Medical cannabis permitted in city

Local residents are now legally allowed to grow medical marijuana in Poulsbo, abiding by the state and local regulations for a collective garden.

POULSBO — Local residents are now legally allowed to grow medical marijuana in Poulsbo, abiding by the state and local regulations for a collective garden.

The Poulsbo City Council adopted interim zoning regulations relating to marijuana uses Wednesday during the council meeting. The interim regulations will be effective for six months while the council flushes out permanent regulations.

A public hearing is set during the Sept. 11 meeting in council chambers.

The planning office has fielded five to seven calls in the last two months about setting up marijuana operations in Poulsbo, city Planning Director Barry Berezowsky said. Recreational operations — producers, processors and retailers — cannot obtain a license until December, when the state will begin issuing state and local business licenses. Poulsbo was without a safeguard for medical-based operations, or collective gardens, Berezowsky said.

Under state law, a collective garden may have up to 15 plants per patient, capped at 10, for a total of 45 plants. Collective gardens are not permitted within 500 feet of another collective garden or residential zoning district, and not permitted within 1,000 feet of a public park, community center, elementary or secondary school, child care business or youth oriented facility.

Poulsbo planning staff proposed collective gardens be zoned under light industrial, in an enclosed building. No production, processing or delivery of cannabis may be visible to the public.

In the interim regulation, medical and recreational production of marijuana are held to the same zoning standard, and kept to light industrial.

The time is coming for the state to begin issuing licenses, Berezowsky told the council, and the city needs to control the location of these activities.

Around the state in the past several years, officials have seen collective gardens “morphed” into commercial operations, taking advantage of the “poorly written legislation,” Berezowsky and city attorney Jim Haney told the council.

Under state law, collective gardens are not categorized as businesses, therefore do not need a license to operate. Berezowsky said this interim regulation is to make sure a commercial marijuana facility doesn’t set up shop as a “collective garden” in Poulsbo.
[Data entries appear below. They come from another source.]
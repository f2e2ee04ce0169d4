//! Application State
//!
//! 包含所有 Command/Query Handlers 的应用状态

use std::sync::Arc;

use crate::application::{
    // Command handlers
    ClearCombinationsHandler, GetNextCombinationHandler, RecordCombinationHandler,
    ResetIndexHandler,
    // Query handlers
    CheckCombinationHandler, GetCombinationStatsHandler, GetCurrentIndexHandler,
    // Ports
    EngineRegistryPort,
};

/// 应用状态
pub struct AppState {
    // ========== Ports ==========
    pub registry: Arc<dyn EngineRegistryPort>,

    // ========== Command Handlers ==========
    pub record_combination_handler: RecordCombinationHandler,
    pub get_next_combination_handler: GetNextCombinationHandler,
    pub clear_combinations_handler: ClearCombinationsHandler,
    pub reset_index_handler: ResetIndexHandler,

    // ========== Query Handlers ==========
    pub check_combination_handler: CheckCombinationHandler,
    pub get_stats_handler: GetCombinationStatsHandler,
    pub get_current_index_handler: GetCurrentIndexHandler,
}

impl AppState {
    /// 创建应用状态
    pub fn new(registry: Arc<dyn EngineRegistryPort>) -> Self {
        Self {
            registry: registry.clone(),

            // Command handlers
            record_combination_handler: RecordCombinationHandler::new(registry.clone()),
            get_next_combination_handler: GetNextCombinationHandler::new(registry.clone()),
            clear_combinations_handler: ClearCombinationsHandler::new(registry.clone()),
            reset_index_handler: ResetIndexHandler::new(registry.clone()),

            // Query handlers
            check_combination_handler: CheckCombinationHandler::new(registry.clone()),
            get_stats_handler: GetCombinationStatsHandler::new(registry.clone()),
            get_current_index_handler: GetCurrentIndexHandler::new(registry),
        }
    }
}
//! Combination Handlers

use axum::{body::Bytes, extract::State, Json};
use std::sync::Arc;

use crate::application::{
    CheckCombinationQuery, ClearCombinationsCommand, GetCombinationStatsQuery,
    GetCurrentIndexQuery, GetNextCombinationCommand, RecordCombinationCommand, ResetIndexCommand,
};
use crate::domain::combination::Combination;
use crate::infrastructure::http::dto::{
    ApiResponse, CheckCombinationResponse, CombinationRequest, Empty, IndexResponse,
    NextCombinationRequest, NextCombinationResponse, ProjectRequest, StatsResponse,
};
use crate::infrastructure::http::error::ApiError;
use crate::infrastructure::http::state::AppState;

/// 解析可选的 `{project}` 请求体
///
/// 空请求体使用默认项目；非空但无法解析的请求体一律视为错误请求，
/// 不能回落到默认项目
fn project_of(body: &Bytes) -> Result<Option<String>, ApiError> {
    if body.iter().all(u8::is_ascii_whitespace) {
        return Ok(None);
    }

    serde_json::from_slice::<ProjectRequest>(body)
        .map(|req| req.project)
        .map_err(|e| ApiError::BadRequest(format!("Invalid request body: {}", e)))
}

// ============================================================================
// Check
// ============================================================================

pub async fn check_combination(
    State(state): State<Arc<AppState>>,
    Json(req): Json<CombinationRequest>,
) -> Result<Json<ApiResponse<CheckCombinationResponse>>, ApiError> {
    let query = CheckCombinationQuery {
        project: req.project,
        combination: Combination::new(req.front, req.mid, req.end),
    };

    let result = state.check_combination_handler.handle(query).await?;

    Ok(Json(ApiResponse::success(result.into())))
}

// ============================================================================
// Record
// ============================================================================

pub async fn record_combination(
    State(state): State<Arc<AppState>>,
    Json(req): Json<CombinationRequest>,
) -> Result<Json<ApiResponse<Empty>>, ApiError> {
    let cmd = RecordCombinationCommand {
        project: req.project,
        combination: Combination::new(req.front, req.mid, req.end),
    };

    state.record_combination_handler.handle(cmd).await?;

    Ok(Json(ApiResponse::ok()))
}

// ============================================================================
// Get Next
// ============================================================================

pub async fn next_combination(
    State(state): State<Arc<AppState>>,
    Json(req): Json<NextCombinationRequest>,
) -> Result<Json<ApiResponse<NextCombinationResponse>>, ApiError> {
    let cmd = GetNextCombinationCommand {
        project: req.project,
        front_assets: req.front_assets,
        mid_assets: req.mid_assets,
        end_assets: req.end_assets,
        current_index: req.current_index,
    };

    let result = state.get_next_combination_handler.handle(cmd).await?;

    Ok(Json(ApiResponse::success(result.into())))
}

// ============================================================================
// Stats / Index
// ============================================================================

pub async fn combination_stats(
    State(state): State<Arc<AppState>>,
    body: Bytes,
) -> Result<Json<ApiResponse<StatsResponse>>, ApiError> {
    let query = GetCombinationStatsQuery {
        project: project_of(&body)?,
    };

    let result = state.get_stats_handler.handle(query).await?;

    Ok(Json(ApiResponse::success(result.into())))
}

pub async fn current_index(
    State(state): State<Arc<AppState>>,
    body: Bytes,
) -> Result<Json<ApiResponse<IndexResponse>>, ApiError> {
    let query = GetCurrentIndexQuery {
        project: project_of(&body)?,
    };

    let current_index = state.get_current_index_handler.handle(query).await?;

    Ok(Json(ApiResponse::success(IndexResponse { current_index })))
}

// ============================================================================
// Clear / Reset Index
// ============================================================================

pub async fn clear_combinations(
    State(state): State<Arc<AppState>>,
    body: Bytes,
) -> Result<Json<ApiResponse<Empty>>, ApiError> {
    let cmd = ClearCombinationsCommand {
        project: project_of(&body)?,
    };

    state.clear_combinations_handler.handle(cmd).await?;

    Ok(Json(ApiResponse::ok()))
}

pub async fn reset_index(
    State(state): State<Arc<AppState>>,
    body: Bytes,
) -> Result<Json<ApiResponse<Empty>>, ApiError> {
    let cmd = ResetIndexCommand {
        project: project_of(&body)?,
    };

    state.reset_index_handler.handle(cmd).await?;

    Ok(Json(ApiResponse::ok()))
}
The city produced a map showing the restricted areas by state law and the city’s interim zoning code. The area within city limits available for any marijuana operation would be an area between north Viking Way and Vetter Road, zoned light industrial.

Haney also addressed the council’s legal concerns. Cities should not have liability, Haney said, although “this is uncharged territory for all of us.”

The City of Poulsbo is not sanctioning marijuana production with its zoning regulations, and the city should not be subject to federal drug laws, Haney said.

Councilman Dave Musgrove, the lone nay vote on the interim zoning ordinance, said he was concerned about the blending of personal medical marijuana consumption and a commercial marijuana production.

“I feel badly if we force [someone with] a terminal illness to rent a warehouse … to fulfill unregulated state regulations,” Musgrove said.

Councilman Jeff McGinty said six months is a lot of time to discuss the impacts.